A Justiça absolveu três réus por falta de provas de participação no tráfico de drogas:

  • Emicley Araújo Freitas (motoboy);
  • Claudiele Santos da Silva (maquiadora);
  • Marlisson Vasconcelos Dantas (maquiador).

Relembre a morte da ex-sinhazinha Djidja Cardoso

Djidja Cardoso destacou-se por cinco anos como uma das principais atrações do Festival Folclórico de Parintins. Ela foi encontrada morta dentro de casa no dia 28 de maio de 2024.

O laudo preliminar do Instituto Médico Legal (IML) apontou edema cerebral como causa do óbito. Durante a operação, os agentes apreenderam frascos de cetamina enterrados no quintal da residência e diversos insumos hospitalares na lixeira da propriedade.

O que diz a defesa dos réus

A defesa de Cleusimar Cardoso, Ademar Cardoso e Verônica Seixas informou que vai recorrer da decisão por meio de apelação.

Em nota, os advogados afirmaram que respeitam o Poder Judiciário, mas sustentam que a sentença não reflete a correta valoração das provas.

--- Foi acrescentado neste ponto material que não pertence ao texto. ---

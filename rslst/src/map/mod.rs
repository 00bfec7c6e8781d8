pub mod controller;
pub mod display;
pub mod drawing;
pub mod session;

pub use controller::{ActiveView, PendingRequest, RedrawController, RedrawState, RequestSequencer};
pub use display::{BaseMap, ControlVisibility, DisplaySurface, LayerId, MapLayer, MapView};
pub use drawing::{DrawingTool, DrawnShape, ShapeKind};
pub use session::{OpacitySlider, ThermalSession};
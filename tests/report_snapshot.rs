use co2gdp::{report, Column, Frame};

fn preview_frame() -> Frame {
    let mut frame = Frame::new();
    frame
        .push(
            "Country",
            Column::Str(vec![
                Some("A".to_string()),
                Some("B".to_string()),
                Some("A".to_string()),
                Some("B".to_string()),
            ]),
        )
        .expect("push");
    frame
        .push("Year", Column::Int(vec![Some(2000), Some(2000), Some(2001), Some(2001)]))
        .expect("push");
    frame
        .push(
            "Value",
            Column::Float(vec![Some(1.0), Some(2.0), Some(3.0), Some(4.0)]),
        )
        .expect("push");
    frame
        .push(
            "Double",
            Column::Float(vec![Some(2.0), Some(4.0), Some(6.0), Some(8.0)]),
        )
        .expect("push");
    frame
}

#[test]
fn head_preview_renders_fixed_width_rows() {
    let preview = report::head_preview(&preview_frame(), 3);
    insta::assert_snapshot!("head_preview", preview);
}

#[test]
fn null_counts_table_lists_every_column() {
    let mut frame = Frame::new();
    frame
        .push(
            "Country",
            Column::Str(vec![Some("A".to_string()), None, Some("B".to_string())]),
        )
        .expect("push");
    frame
        .push("Value", Column::Float(vec![Some(1.0), Some(2.0), None]))
        .expect("push");

    let table = report::null_counts_table(&frame);
    insta::assert_snapshot!("null_counts", table);
}

#[test]
fn describe_table_reports_quartiles_per_numeric_column() {
    let table = report::describe_table(&preview_frame()).expect("describe");
    let lines: Vec<&str> = table.lines().collect();
    // Header plus eight statistic rows.
    assert_eq!(lines.len(), 9);
    assert!(lines[0].contains("Year"));
    assert!(lines[0].contains("Double"));
    assert!(!lines[0].contains("Country"));
    assert!(lines[1].starts_with("count"));
    assert!(lines[1].contains("4.000000"));
    assert!(lines[2].starts_with("mean"));
    assert!(lines[2].contains("2000.500000"));
    assert!(lines[2].contains("2.500000"));
    assert!(lines[5].starts_with("25%"));
    assert!(lines[5].contains("1.750000"));
    assert!(lines[7].starts_with("75%"));
    assert!(lines[7].contains("3.250000"));
}

#[test]
fn correlation_table_has_unit_diagonal_and_symmetric_cells() {
    let table = report::correlation_table(&preview_frame()).expect("corr");
    let lines: Vec<&str> = table.lines().collect();
    // Header plus one row per numeric column.
    assert_eq!(lines.len(), 4);
    // Value and Double are exactly linearly related.
    assert!(lines[2].contains("1.0000"));
    assert!(lines[3].contains("1.0000"));
    assert!(!table.contains("Country"));
}
use crate::math::stats;

/// Gaussian kernel density estimate evaluated on a uniform grid spanning the
/// data range padded by one bandwidth on each side. Bandwidth is Scott's
/// rule, `std * n^(-1/5)`, with a small floor so a constant sample still
/// produces a drawable curve.
pub fn gaussian_kde(xs: &[f64], grid_points: usize) -> Vec<(f64, f64)> {
    let finite: Vec<f64> = xs.iter().copied().filter(|v| v.is_finite()).collect();
    if finite.is_empty() || grid_points < 2 {
        return Vec::new();
    }
    let n = finite.len() as f64;
    let sd = stats::std_dev(&finite);
    let bw = if sd.is_finite() && sd > 0.0 {
        sd * n.powf(-0.2)
    } else {
        1e-3
    };

    let min = finite.iter().copied().fold(f64::INFINITY, f64::min) - bw;
    let max = finite.iter().copied().fold(f64::NEG_INFINITY, f64::max) + bw;
    let step = (max - min) / (grid_points - 1) as f64;
    let norm = 1.0 / (n * bw * (2.0 * std::f64::consts::PI).sqrt());

    (0..grid_points)
        .map(|i| {
            let x = min + i as f64 * step;
            let density: f64 = finite
                .iter()
                .map(|&xi| {
                    let z = (x - xi) / bw;
                    (-0.5 * z * z).exp()
                })
                .sum::<f64>()
                * norm;
            (x, density)
        })
        .collect()
}
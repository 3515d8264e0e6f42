//! Small descriptive-statistics routines over `&[f64]`. NaN cells are the
//! caller's concern except where noted; the report layer filters them before
//! calling in here.

pub fn mean(xs: &[f64]) -> f64 {
    if xs.is_empty() {
        return f64::NAN;
    }
    xs.iter().sum::<f64>() / xs.len() as f64
}

/// Sample standard deviation (n - 1 denominator).
pub fn std_dev(xs: &[f64]) -> f64 {
    if xs.len() < 2 {
        return f64::NAN;
    }
    let m = mean(xs);
    let ss: f64 = xs.iter().map(|x| (x - m) * (x - m)).sum();
    (ss / (xs.len() - 1) as f64).sqrt()
}

/// Quantile with linear interpolation between closest ranks.
pub fn quantile(xs: &[f64], q: f64) -> f64 {
    if xs.is_empty() {
        return f64::NAN;
    }
    let mut sorted = xs.to_vec();
    sorted.sort_by(|a, b| a.partial_cmp(b).expect("NaN in quantile input"));
    let pos = q.clamp(0.0, 1.0) * (sorted.len() - 1) as f64;
    let lo = pos.floor() as usize;
    let hi = pos.ceil() as usize;
    if lo == hi {
        sorted[lo]
    } else {
        let frac = pos - lo as f64;
        sorted[lo] + frac * (sorted[hi] - sorted[lo])
    }
}

pub fn median(xs: &[f64]) -> f64 {
    quantile(xs, 0.5)
}

/// Pearson correlation over pairwise-complete observations: a pair is used
/// only when both sides are finite.
pub fn pearson(x: &[f64], y: &[f64]) -> f64 {
    let pairs: Vec<(f64, f64)> = x
        .iter()
        .zip(y.iter())
        .filter(|(a, b)| a.is_finite() && b.is_finite())
        .map(|(a, b)| (*a, *b))
        .collect();
    if pairs.len() < 2 {
        return f64::NAN;
    }
    let mx = mean(&pairs.iter().map(|p| p.0).collect::<Vec<_>>());
    let my = mean(&pairs.iter().map(|p| p.1).collect::<Vec<_>>());
    let mut cov = 0.0;
    let mut vx = 0.0;
    let mut vy = 0.0;
    for (a, b) in &pairs {
        cov += (a - mx) * (b - my);
        vx += (a - mx) * (a - mx);
        vy += (b - my) * (b - my);
    }
    let denom = (vx * vy).sqrt();
    if denom > 0.0 {
        cov / denom
    } else {
        f64::NAN
    }
}

/// Full correlation matrix; the diagonal is pinned to exactly 1.0.
pub fn correlation_matrix(columns: &[Vec<f64>]) -> Vec<Vec<f64>> {
    let n = columns.len();
    let mut out = vec![vec![0.0; n]; n];
    for i in 0..n {
        for j in 0..n {
            out[i][j] = if i == j {
                1.0
            } else {
                pearson(&columns[i], &columns[j])
            };
        }
    }
    out
}

/// Equal-width histogram over [min, max] of the finite values. Returns
/// (bin_lo, bin_hi, count) per bin; the top edge is inclusive in the last
/// bin. Empty or constant input yields a single degenerate bin.
pub fn histogram(xs: &[f64], bins: usize) -> Vec<(f64, f64, usize)> {
    let finite: Vec<f64> = xs.iter().copied().filter(|v| v.is_finite()).collect();
    if finite.is_empty() || bins == 0 {
        return Vec::new();
    }
    let min = finite.iter().copied().fold(f64::INFINITY, f64::min);
    let max = finite.iter().copied().fold(f64::NEG_INFINITY, f64::max);
    if max <= min {
        return vec![(min, max, finite.len())];
    }
    let width = (max - min) / bins as f64;
    let mut counts = vec![0usize; bins];
    for v in &finite {
        let mut idx = ((v - min) / width) as usize;
        if idx >= bins {
            idx = bins - 1;
        }
        counts[idx] += 1;
    }
    counts
        .iter()
        .enumerate()
        .map(|(i, &c)| (min + i as f64 * width, min + (i + 1) as f64 * width, c))
        .collect()
}
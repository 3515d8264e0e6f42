use std::io::BufRead;

use anyhow::Context;

use crate::frame::melt::melt;
use crate::frame::{Column, Frame};

/// Leading metadata lines before the real header row in World-Bank-style
/// wide CSV exports.
pub const GDP_HEADER_SKIP: usize = 4;

/// The non-year columns of the wide table, after renaming
/// "Country Name" -> "Country".
pub const GDP_ID_COLUMNS: [&str; 4] = ["Country", "Country Code", "Indicator Name", "Indicator Code"];

/// The id columns as they appear in the file itself.
const WIDE_ID_COLUMNS: [&str; 4] = [
    "Country Name",
    "Country Code",
    "Indicator Name",
    "Indicator Code",
];

/// Load the wide GDP-per-capita CSV. The four id columns stay as strings;
/// every other column is parsed as float per cell (empty or unparsable cells
/// become nulls) and keeps its original header label, typically a year.
pub fn load_gdp_csv(path: &str) -> anyhow::Result<Frame> {
    let file = std::fs::File::open(path)
        .with_context(|| format!("Failed to open GDP CSV: {}", path))?;
    let mut reader = std::io::BufReader::new(file);

    let mut skipped = String::new();
    for _ in 0..GDP_HEADER_SKIP {
        skipped.clear();
        let n = reader
            .read_line(&mut skipped)
            .with_context(|| format!("Failed to skip header lines in {}", path))?;
        anyhow::ensure!(n > 0, "GDP CSV ended inside the {}-line header", GDP_HEADER_SKIP);
    }

    let mut rdr = csv::ReaderBuilder::new()
        .has_headers(true)
        .flexible(true)
        .from_reader(reader);

    let headers: Vec<String> = rdr
        .headers()
        .context("Failed to read GDP CSV header row")?
        .iter()
        .map(|h| h.trim().to_string())
        .collect();

    let is_id: Vec<bool> = headers
        .iter()
        .map(|h| WIDE_ID_COLUMNS.contains(&h.as_str()))
        .collect();

    let mut str_cells: Vec<Vec<Option<String>>> = vec![Vec::new(); headers.len()];
    let mut num_cells: Vec<Vec<Option<f64>>> = vec![Vec::new(); headers.len()];
    for result in rdr.records() {
        let record = result?;
        for (i, _) in headers.iter().enumerate() {
            let field = record.get(i).map(str::trim).unwrap_or("");
            if is_id[i] {
                let cell = if field.is_empty() {
                    None
                } else {
                    Some(field.to_string())
                };
                str_cells[i].push(cell);
            } else {
                num_cells[i].push(field.parse::<f64>().ok());
            }
        }
    }

    let mut frame = Frame::new();
    for (i, name) in headers.iter().enumerate() {
        let col = if is_id[i] {
            Column::Str(std::mem::take(&mut str_cells[i]))
        } else {
            Column::Float(std::mem::take(&mut num_cells[i]))
        };
        frame.push(name, col)?;
    }
    frame.rename("Country Name", "Country")?;
    Ok(frame)
}

/// Reshape the wide GDP frame to one row per (Country, Year): melt every
/// year column, keep only labels that are purely numeric, and cast the Year
/// column to integers. Non-numeric labels (trailing metadata columns and
/// the like) are silently excluded.
pub fn melt_gdp(gdp: &Frame) -> anyhow::Result<Frame> {
    let melted = melt(gdp, &GDP_ID_COLUMNS, "Year", "GDP_Per_Capita")?;

    let labels = melted.str_values("Year")?;
    let keep: Vec<bool> = labels
        .iter()
        .map(|cell| {
            cell.as_deref()
                .is_some_and(|s| !s.is_empty() && s.chars().all(|c| c.is_ascii_digit()))
        })
        .collect();
    let mut long = melted.filter_rows(&keep)?;
    long.cast_str_to_int("Year")?;
    Ok(long)
}
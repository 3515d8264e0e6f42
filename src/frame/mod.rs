pub mod join;
pub mod melt;
pub mod prep;

use anyhow::Context;

/// A single named column. Nulls are represented as `None` so a column can
/// carry missing cells without a sentinel value.
#[derive(Debug, Clone, PartialEq)]
pub enum Column {
    Int(Vec<Option<i64>>),
    Float(Vec<Option<f64>>),
    Str(Vec<Option<String>>),
}

impl Column {
    pub fn len(&self) -> usize {
        match self {
            Column::Int(v) => v.len(),
            Column::Float(v) => v.len(),
            Column::Str(v) => v.len(),
        }
    }

    pub fn is_empty(&self) -> bool {
        self.len() == 0
    }

    pub fn null_count(&self) -> usize {
        match self {
            Column::Int(v) => v.iter().filter(|c| c.is_none()).count(),
            Column::Float(v) => v.iter().filter(|c| c.is_none()).count(),
            Column::Str(v) => v.iter().filter(|c| c.is_none()).count(),
        }
    }

    pub fn is_null(&self, row: usize) -> bool {
        match self {
            Column::Int(v) => v[row].is_none(),
            Column::Float(v) => v[row].is_none(),
            Column::Str(v) => v[row].is_none(),
        }
    }

    pub fn is_numeric(&self) -> bool {
        matches!(self, Column::Int(_) | Column::Float(_))
    }

    /// Reindex the column by row positions, cloning the selected cells.
    pub fn take(&self, rows: &[usize]) -> Column {
        match self {
            Column::Int(v) => Column::Int(rows.iter().map(|&r| v[r]).collect()),
            Column::Float(v) => Column::Float(rows.iter().map(|&r| v[r]).collect()),
            Column::Str(v) => Column::Str(rows.iter().map(|&r| v[r].clone()).collect()),
        }
    }

    /// Render one cell for console output. Nulls print as `NaN` to match the
    /// tabular preview convention.
    pub fn format_cell(&self, row: usize) -> String {
        match self {
            Column::Int(v) => v[row].map_or_else(|| "NaN".to_string(), |x| x.to_string()),
            Column::Float(v) => v[row].map_or_else(|| "NaN".to_string(), |x| format!("{:.6}", x)),
            Column::Str(v) => v[row].clone().unwrap_or_else(|| "NaN".to_string()),
        }
    }
}

/// Column-oriented table with named, equal-length columns. This is the one
/// evolving value the pipeline threads through every stage.
#[derive(Debug, Clone, Default, PartialEq)]
pub struct Frame {
    names: Vec<String>,
    cols: Vec<Column>,
}

impl Frame {
    pub fn new() -> Self {
        Self::default()
    }

    pub fn n_rows(&self) -> usize {
        self.cols.first().map_or(0, Column::len)
    }

    pub fn n_cols(&self) -> usize {
        self.cols.len()
    }

    pub fn names(&self) -> &[String] {
        &self.names
    }

    pub fn columns(&self) -> impl Iterator<Item = (&str, &Column)> {
        self.names.iter().map(String::as_str).zip(self.cols.iter())
    }

    /// Append a column. Lengths must agree with the existing columns and the
    /// name must be unused.
    pub fn push(&mut self, name: impl Into<String>, col: Column) -> anyhow::Result<()> {
        let name = name.into();
        anyhow::ensure!(
            !self.names.contains(&name),
            "duplicate column name '{}'",
            name
        );
        anyhow::ensure!(
            self.cols.is_empty() || col.len() == self.n_rows(),
            "column '{}' has {} rows, frame has {}",
            name,
            col.len(),
            self.n_rows()
        );
        self.names.push(name);
        self.cols.push(col);
        Ok(())
    }

    fn index_of(&self, name: &str) -> anyhow::Result<usize> {
        self.names
            .iter()
            .position(|n| n == name)
            .with_context(|| format!("no column named '{}'", name))
    }

    pub fn column(&self, name: &str) -> anyhow::Result<&Column> {
        Ok(&self.cols[self.index_of(name)?])
    }

    /// Replace an existing column in place, keeping its position.
    pub fn replace(&mut self, name: &str, col: Column) -> anyhow::Result<()> {
        anyhow::ensure!(
            col.len() == self.n_rows(),
            "replacement for '{}' has {} rows, frame has {}",
            name,
            col.len(),
            self.n_rows()
        );
        let idx = self.index_of(name)?;
        self.cols[idx] = col;
        Ok(())
    }

    pub fn drop_column(&mut self, name: &str) -> anyhow::Result<Column> {
        let idx = self.index_of(name)?;
        self.names.remove(idx);
        Ok(self.cols.remove(idx))
    }

    pub fn rename(&mut self, from: &str, to: &str) -> anyhow::Result<()> {
        anyhow::ensure!(
            !self.names.iter().any(|n| n == to),
            "cannot rename '{}' to existing column '{}'",
            from,
            to
        );
        let idx = self.index_of(from)?;
        self.names[idx] = to.to_string();
        Ok(())
    }

    /// Project onto a subset of columns, in the given order.
    pub fn select(&self, names: &[&str]) -> anyhow::Result<Frame> {
        let mut out = Frame::new();
        for &name in names {
            out.push(name, self.column(name)?.clone())?;
        }
        Ok(out)
    }

    /// Keep rows where `keep` is true. The mask must cover every row.
    pub fn filter_rows(&self, keep: &[bool]) -> anyhow::Result<Frame> {
        anyhow::ensure!(
            keep.len() == self.n_rows(),
            "filter mask covers {} rows, frame has {}",
            keep.len(),
            self.n_rows()
        );
        let rows: Vec<usize> = (0..self.n_rows()).filter(|&r| keep[r]).collect();
        Ok(self.take_rows(&rows))
    }

    /// Reindex every column by row positions.
    pub fn take_rows(&self, rows: &[usize]) -> Frame {
        Frame {
            names: self.names.clone(),
            cols: self.cols.iter().map(|c| c.take(rows)).collect(),
        }
    }

    /// Numeric view of a column, nulls mapped to NaN. Errors on string columns.
    pub fn numeric_values(&self, name: &str) -> anyhow::Result<Vec<f64>> {
        match self.column(name)? {
            Column::Int(v) => Ok(v.iter().map(|c| c.map_or(f64::NAN, |x| x as f64)).collect()),
            Column::Float(v) => Ok(v.iter().map(|c| c.unwrap_or(f64::NAN)).collect()),
            Column::Str(_) => anyhow::bail!("column '{}' is not numeric", name),
        }
    }

    /// Cloned string view of a column. Errors on numeric columns.
    pub fn str_values(&self, name: &str) -> anyhow::Result<Vec<Option<String>>> {
        match self.column(name)? {
            Column::Str(v) => Ok(v.clone()),
            _ => anyhow::bail!("column '{}' is not a string column", name),
        }
    }

    pub fn numeric_names(&self) -> Vec<String> {
        self.columns()
            .filter(|(_, c)| c.is_numeric())
            .map(|(n, _)| n.to_string())
            .collect()
    }

    pub fn str_names(&self) -> Vec<String> {
        self.columns()
            .filter(|(_, c)| matches!(c, Column::Str(_)))
            .map(|(n, _)| n.to_string())
            .collect()
    }

    /// Parse a string column into integers in place. Every non-null cell must
    /// parse; nulls stay null.
    pub fn cast_str_to_int(&mut self, name: &str) -> anyhow::Result<()> {
        let parsed = match self.column(name)? {
            Column::Str(v) => {
                let mut out: Vec<Option<i64>> = Vec::with_capacity(v.len());
                for cell in v {
                    match cell {
                        Some(s) => {
                            let x = s.trim().parse::<i64>().with_context(|| {
                                format!("cannot cast '{}' in column '{}' to integer", s, name)
                            })?;
                            out.push(Some(x));
                        }
                        None => out.push(None),
                    }
                }
                Column::Int(out)
            }
            _ => anyhow::bail!("column '{}' is not a string column", name),
        };
        self.replace(name, parsed)
    }
}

A equipe jurídica reforçou a confiança no sistema de Justiça e no direito ao duplo grau de jurisdição.

“Recebemos a decisão com o devido respeito às instituições e ao Poder Judiciário. Contudo, após análise do seu conteúdo, entendemos que há fundamentos jurídicos relevantes que justificam a sua revisão pelas instâncias superiores”, diz a nota.